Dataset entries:

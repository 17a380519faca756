//! End-to-end scenario tests: capture → group → accumulate → export.

mod common;

use std::time::Duration;

use tickscope::calltree::MergeMode;
use tickscope::capture::ThreadDump;
use tickscope::export::ExportProps;
use tickscope::sampler::{SamplerBuilder, ThreadGrouper};

use common::{frame, thread, ScriptedBackend, TestPlatform};

/// A thread alternating between `test() → testA()` and `test() → testB()`,
/// sampled for two seconds at 10ms: the snapshot must contain one thread
/// entry whose `test` node has both callees as children, with counts
/// bounded by the number of ticks.
#[tokio::test]
async fn recursive_call_pattern_produces_one_merged_tree() {
    const CLASS: &str = "game.test.TestTask";

    let via_a = vec![ThreadDump::new(
        thread(7, "Test Thread"),
        vec![frame(CLASS, "test", 25), frame(CLASS, "testA", 31)],
    )];
    let via_b = vec![ThreadDump::new(
        thread(7, "Test Thread"),
        vec![frame(CLASS, "test", 27), frame(CLASS, "testB", 42)],
    )];
    let backend = ScriptedBackend::cycling("scripted", vec![via_a, via_b]);

    let platform = TestPlatform::with_fallback(backend);
    let sampler = SamplerBuilder::new()
        .thread_grouper(ThreadGrouper::ByPool)
        .sampling_interval(Duration::from_millis(10))
        .complete_after(Duration::from_secs(2))
        .start(&platform)
        .unwrap();

    assert!(sampler.auto_end_time().is_some());
    sampler.wait_until_done().await;

    let snapshot = sampler.export(&ExportProps::new().merge_mode(MergeMode::SeparateMethod));

    assert_eq!(snapshot.threads.len(), 1);
    let entry = &snapshot.threads[0];
    assert_eq!(entry.name, "Test Thread");
    assert_eq!(entry.nodes.len(), 1);

    let test = &entry.nodes[0];
    assert_eq!(test.class_name, CLASS);
    assert_eq!(test.method_name, "test");

    let test_a = test
        .children
        .iter()
        .find(|n| n.method_name == "testA")
        .expect("testA missing under test");
    let test_b = test
        .children
        .iter()
        .find(|n| n.method_name == "testB")
        .expect("testB missing under test");

    assert!(test_a.sample_count > 0);
    assert!(test_b.sample_count > 0);
    assert_eq!(test.sample_count, test_a.sample_count + test_b.sample_count);

    // one root-to-leaf path per capture tick, never more than ticks elapsed
    let ticks = sampler.stats().captures;
    assert!(test.sample_count <= ticks);
}

#[tokio::test]
async fn pool_grouping_collapses_workers_into_one_bucket() {
    let dumps: Vec<ThreadDump> = (1..=5)
        .map(|i| {
            ThreadDump::new(
                thread(i, &format!("Worker-{i}")),
                vec![frame("game.Worker", "work", 12)],
            )
        })
        .collect();

    for (grouper, expected_entries) in [(ThreadGrouper::ByPool, 1), (ThreadGrouper::ByName, 5)] {
        let platform = TestPlatform::with_fallback(ScriptedBackend::fixed("scripted", dumps.clone()));
        let sampler = SamplerBuilder::new()
            .thread_grouper(grouper)
            .sampling_interval(Duration::from_millis(5))
            .complete_after(Duration::from_millis(200))
            .start(&platform)
            .unwrap();
        sampler.wait_until_done().await;

        let snapshot = sampler.export(&ExportProps::new());
        assert_eq!(
            snapshot.threads.len(),
            expected_entries,
            "unexpected bucket count under {grouper:?}"
        );
        if grouper == ThreadGrouper::ByPool {
            assert_eq!(snapshot.threads[0].name, "Worker");
        }
    }
}

#[tokio::test]
async fn filtered_dumper_only_samples_matching_threads() {
    let dumps = vec![
        ThreadDump::new(thread(1, "Server thread"), vec![frame("game.Server", "run", 1)]),
        ThreadDump::new(thread(2, "Worker-1"), vec![frame("game.Worker", "work", 2)]),
    ];
    let platform = TestPlatform::with_fallback(ScriptedBackend::fixed("scripted", dumps));

    let sampler = SamplerBuilder::new()
        .thread_dumper(tickscope::ThreadDumper::filtered(|name| {
            name.starts_with("Worker")
        }))
        .sampling_interval(Duration::from_millis(5))
        .complete_after(Duration::from_millis(100))
        .start(&platform)
        .unwrap();
    sampler.wait_until_done().await;

    let snapshot = sampler.export(&ExportProps::new());
    assert_eq!(snapshot.threads.len(), 1);
    assert_eq!(snapshot.threads[0].name, "Worker");
}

**WHAT IS NEEDED**
In the data above, find each line that has the word "Duration" and copy it out.

**RESPONSE**
use std::time::Duration;
        .sampling_interval(Duration::from_millis(10))
        .complete_after(Duration::from_secs(2))
            .sampling_interval(Duration::from_millis(5))
            .complete_after(Duration::from_millis(200))
        .sampling_interval(Duration::from_millis(5))
        .complete_after(Duration::from_millis(100))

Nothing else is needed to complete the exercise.